Choosing the right total hip replacement


Rafael J. Sierra, M.D.
Orthopedic Surgery


It has been close to 40 years since the first Food and Drug Administration-approved total hip replacement performed in the United States was done at Mayo Clinic. The total hip replacement available at that time — called the Charnley hip apparatus — had a smooth, polished stainless steel stem and a plastic socket. Both pieces were cemented or glued into place. Many of these hip replacements lasted for years as evidenced by several long-term follow-up studies done 25 to 30 years later.

Back then, there was very little consideration given to the type of hip replacement to be done, as there were only a few choices. Total hip replacement has progressed rapidly over the past decades. Major advances have occurred, and there are multiple total hip replacements available. For example, the majority of hip replacements implanted in the United States today aren't cemented into place, but are put in so that bone grows into the implants, anchoring them in place. Cemented stems, however, have a very long track record and continue to work very well in many people.

In the last 10 years, major improvements in the artificial bearing surfaces of implants have been approved for use in the U.S. These include hard-on-hard bearing surfaces — ceramic-on-ceramic or metal-on-metal — and also advanced plastics such as highly cross-linked polyethylene. This could make hip replacements last even longer. But only time will tell if they function better than do previous implants.
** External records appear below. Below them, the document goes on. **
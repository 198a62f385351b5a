//! Configuration for running the pipeline from the command line.
//!
//! Re-exports [`RunConfig`], [`RunOptions`] and config [`Error`].

mod run_config;
mod run_options;

pub use run_config::{Error, RunConfig};
pub use run_options::RunOptions;
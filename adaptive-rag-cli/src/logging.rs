//! Tracing setup for the binary: logs go to stderr so answers on stdout stay clean.

use tracing_subscriber::EnvFilter;

/// Filter from `RUST_LOG` when set, otherwise `default_level`; `verbose` raises
/// the library to `debug`.
pub fn env_filter(default_level: &str, verbose: bool) -> EnvFilter {
    EnvFilter::try_from_default_env().unwrap_or_else(|_| {
        if verbose {
            EnvFilter::new(format!("{},adaptive_rag=debug", default_level))
        } else {
            EnvFilter::new(default_level)
        }
    })
}

/// Installs the global subscriber. A second call is a no-op.
pub fn init_tracing(default_level: &str, verbose: bool) {
    let _ = tracing_subscriber::fmt()
        .with_env_filter(env_filter(default_level, verbose))
        .with_target(true)
        .with_level(true)
        .with_writer(std::io::stderr)
        .try_init();
}
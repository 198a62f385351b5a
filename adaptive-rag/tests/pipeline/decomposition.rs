//! Complex queries: decomposition, one search per sub-question plus the
//! original, one synthesis call.

use std::sync::Arc;

use adaptive_rag::rag::{CLASSIFY, DECOMPOSE, MULTI_SEARCH, SYNTHESIZE};
use adaptive_rag::{MockLlm, Strategy};

use crate::common::{corpus_store, runner, steps};

const QUERY: &str = "Compare Self-RAG and Corrective RAG";

/// **Scenario**: Sub-queries are searched in order, then the original; one synthesis call
/// sees every retrieved item.
#[tokio::test]
async fn complex_query_is_decomposed_and_synthesized() {
    let llm = Arc::new(
        MockLlm::new("unused")
            .when("Classify the complexity", "complex")
            .when(
                "Break the question into",
                "1. What is Self-RAG?\n2. What is Corrective RAG?",
            )
            .when(
                "Combine the retrieved information",
                "Self-RAG decides when to retrieve; Corrective RAG re-searches after grading.",
            ),
    );
    let store = corpus_store().await;

    let outcome = runner(llm.clone(), store.clone()).invoke(QUERY, None).await.unwrap();

    assert_eq!(outcome.strategy, Strategy::Decomposition);
    assert_eq!(outcome.steps, steps(&[CLASSIFY, DECOMPOSE, MULTI_SEARCH, SYNTHESIZE]));
    assert_eq!(
        outcome.state.sub_queries,
        vec!["What is Self-RAG?".to_string(), "What is Corrective RAG?".to_string()]
    );
    assert_eq!(
        store.queries(),
        vec![
            "What is Self-RAG?".to_string(),
            "What is Corrective RAG?".to_string(),
            QUERY.to_string(),
        ]
    );

    assert_eq!(llm.calls_containing("Combine the retrieved information"), 1);
    let synthesis = llm
        .calls()
        .into_iter()
        .find(|m| m.iter().any(|m| m.content().contains("Combine the retrieved information")))
        .unwrap();
    let prompt: String = synthesis.iter().map(|m| m.content()).collect();
    assert!(!outcome.state.retrieved_items.is_empty());
    for item in &outcome.state.retrieved_items {
        assert!(prompt.contains(&item.content), "missing {}", item.content);
    }
    assert!(outcome.answer.starts_with("Self-RAG decides"));
}

/// **Scenario**: An empty decomposition falls back to searching the original query.
#[tokio::test]
async fn empty_decomposition_uses_original_query() {
    let llm = Arc::new(
        MockLlm::new("")
            .when("Classify the complexity", "complex")
            .when("Combine the retrieved information", "done"),
    );
    let store = corpus_store().await;

    let outcome = runner(llm, store.clone()).invoke(QUERY, None).await.unwrap();

    assert_eq!(outcome.state.sub_queries, vec![QUERY.to_string()]);
    assert_eq!(store.queries(), vec![QUERY.to_string(), QUERY.to_string()]);
    assert_eq!(outcome.answer, "done");
}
The choice of one type of hip replacement over another has become one of the most important preoperative decisions made by both patient and surgeon. Choosing the artificial bearing surface of your implant is where most preoperative decision making comes into play. It is not uncommon to hear terms such as "metal-on-metal," or "porcelain hip," when discussing options in this area. Additional advances also may be discussed. For example, you may hear terms such as "capping the femur" or "minimally invasive surgery." Although these advances may work well in many people, not everyone is a suitable candidate for these types of hip replacements. The decision to proceed with one type of hip replacement over another should be based on the knowledge about past and current technology, its potential durability based on laboratory testing and clinical use, and the drawbacks of its use. Yes, drawbacks: The majority of the newer implants or surgical techniques used to implant them have been shown to have implant- or patient-specific drawbacks.

Smaller incision total hip replacement, for example, may not provide a faster recovery. In addition, a smaller incision can sometimes be detrimental in adequately placing implants.
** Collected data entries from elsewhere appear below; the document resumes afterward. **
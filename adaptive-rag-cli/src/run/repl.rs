//! Line-oriented REPL over any async reader and writer.

use std::io::Write;

use adaptive_rag::{AdaptiveRagRunner, RagOutcome};
use tokio::io::{AsyncBufRead, AsyncBufReadExt};

use super::{answer, Error};

/// Inputs that end the session.
pub const QUIT_COMMANDS: &[&str] = &["quit", "exit", "q"];

pub fn is_quit(line: &str) -> bool {
    let line = line.trim();
    QUIT_COMMANDS.iter().any(|c| line.eq_ignore_ascii_case(c))
}

/// Answer, strategy label and execution path, one per line.
pub fn format_outcome(outcome: &RagOutcome) -> String {
    let mut text = format!(
        "Answer: {}\nStrategy: {}\nPath: {}\n",
        outcome.answer,
        outcome.strategy,
        outcome.steps.join(" → ")
    );
    if outcome.retry_count > 0 {
        text.push_str(&format!("Retries: {}\n", outcome.retry_count));
    }
    text
}

/// Reads questions line by line until EOF or a quit command, answering each.
///
/// A failed query is reported on `output` and the loop continues. Returns the
/// number of questions answered.
pub async fn repl<R, W>(
    runner: &AdaptiveRagRunner,
    session: Option<&str>,
    verbose: bool,
    input: R,
    output: &mut W,
) -> Result<usize, Error>
where
    R: AsyncBufRead + Unpin,
    W: Write,
{
    let mut lines = input.lines();
    let mut answered = 0;
    loop {
        write!(output, "> ")?;
        output.flush()?;
        let Some(line) = lines.next_line().await? else {
            writeln!(output)?;
            break;
        };
        let query = line.trim();
        if query.is_empty() {
            continue;
        }
        if is_quit(query) {
            break;
        }
        match answer(runner, query, session, verbose).await {
            Ok(outcome) => {
                answered += 1;
                writeln!(output, "{}", format_outcome(&outcome))?;
            }
            Err(e) => {
                tracing::error!(error = %e, query, "query failed");
                writeln!(output, "Error: {}\n", e)?;
            }
        }
    }
    Ok(answered)
}
//! Run entry points: build the runner from config, index the corpus, answer
//! one query or drive the REPL.
//!
//! Re-exports [`run`], [`run_with_options`], [`repl`] and [`Error`].

pub use crate::config::Error;

mod repl;

pub use repl::{format_outcome, is_quit, repl, QUIT_COMMANDS};

use std::sync::Arc;

use adaptive_rag::memory::Checkpointer;
use adaptive_rag::stream::StreamEvent;
use adaptive_rag::{
    load_path, AdaptiveRagRunner, LlmClient, MemorySaver, PipelineState, RagOutcome,
    RecursiveTextSplitter, VectorStore,
};

use crate::config::{RunConfig, RunOptions};
use crate::corpus::sample_documents;

/// Adds the sample corpus (unless disabled) and every `docs` path to `store`.
/// Returns the number of documents indexed.
pub async fn index_corpus(store: &dyn VectorStore, config: &RunConfig) -> Result<usize, Error> {
    let mut documents = if config.sample_corpus {
        sample_documents()
    } else {
        Vec::new()
    };
    let splitter = RecursiveTextSplitter::default();
    for path in &config.docs {
        documents.extend(load_path(path, &splitter).await?);
    }
    let count = documents.len();
    if count == 0 {
        tracing::warn!("no documents indexed; every retrieval will come back empty");
    } else {
        store.add_documents(documents).await?;
        tracing::info!(documents = count, "corpus indexed");
    }
    Ok(count)
}

/// Builds the runner over the given model and store. A session id in the
/// config turns on the in-memory checkpointer.
pub fn build_runner_with(
    llm: Arc<dyn LlmClient>,
    store: Arc<dyn VectorStore>,
    config: &RunConfig,
) -> Result<AdaptiveRagRunner, Error> {
    let checkpointer = config.session.as_ref().map(|_| {
        Arc::new(MemorySaver::<PipelineState>::new()) as Arc<dyn Checkpointer<PipelineState>>
    });
    let runner = AdaptiveRagRunner::new(
        llm,
        store,
        config.rag_config(),
        checkpointer,
        config.verbose,
    )?;
    Ok(runner)
}

/// Builds the OpenAI-backed runner and indexes the corpus into an in-memory store.
pub async fn build_runner(config: &RunConfig) -> Result<AdaptiveRagRunner, Error> {
    use adaptive_rag::{ChatOpenAI, InMemoryVectorStore, OpenAIEmbedder};
    use async_openai::config::OpenAIConfig;

    let chat_config = OpenAIConfig::new()
        .with_api_base(&config.api_base)
        .with_api_key(config.api_key.clone());
    let mut llm = ChatOpenAI::with_config(chat_config, config.model.clone());
    if let Some(t) = config.temperature {
        llm = llm.with_temperature(t);
    }

    let embedding_config = OpenAIConfig::new()
        .with_api_base(config.embedding_api_base())
        .with_api_key(config.api_key.clone());
    let embedder = OpenAIEmbedder::with_config(embedding_config, config.embedding_model.clone());
    let store = Arc::new(InMemoryVectorStore::new(Arc::new(embedder)));
    index_corpus(store.as_ref(), config).await?;

    build_runner_with(Arc::new(llm), store, config)
}

/// Answers one query. When `verbose`, each finished step is reported on stderr.
pub async fn answer(
    runner: &AdaptiveRagRunner,
    query: &str,
    session: Option<&str>,
    verbose: bool,
) -> Result<RagOutcome, Error> {
    let outcome = if verbose {
        runner
            .stream_with_callback(
                query,
                session,
                Some(|event: StreamEvent<PipelineState>| {
                    if let StreamEvent::Updates { node_id, state } = event {
                        eprintln!("  [{}] retries={}", node_id, state.retry_counter);
                    }
                }),
            )
            .await?
    } else {
        runner.invoke(query, session).await?
    };
    Ok(outcome)
}

/// Answers `query` with config from `.env` / env, returns the outcome.
pub async fn run(query: &str) -> Result<RagOutcome, Error> {
    run_with_options(query, &RunOptions::default()).await
}

/// Like [`run`] with overrides applied on top of the env config.
pub async fn run_with_options(query: &str, options: &RunOptions) -> Result<RagOutcome, Error> {
    dotenv::dotenv().ok();
    let mut config = RunConfig::from_env()?;
    config.apply_options(options);
    let runner = build_runner(&config).await?;
    answer(&runner, query, config.session.as_deref(), config.verbose).await
}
Ceramic-on-ceramic total hip replacement has lost favor because of the documented squeaking, which may occur in 1 to 2 percent of patients. 

Total hip resurfacing — or capping the femur — may work well for some people, but not in others and in certain groups may increase the risk of femur neck fracture. Currently, it can only be done with metal-on-metal bearing surfaces and not everyone is a good candidate for these bearing surfaces. That's because metal-on-metal hip replacement has the potential downsides of allergy and hypersensitivity reactions — which may occur in one out of 1,000 patients. There are also fears of elevated metal ion levels in the bloodstream that could potentially cause detrimental long-term health problems, but this potential problem is purely theoretical and has not been proved in humans despite decades of use.

Total hip replacement has worked extremely well for many years. Implants and technology will continue to evolve and benefit those who are undergoing total hip replacement. However, before making a decision about what type of hip replacement is best for you, understand the known risks and benefits of what is available for use, and remember that new may not mean better or longer.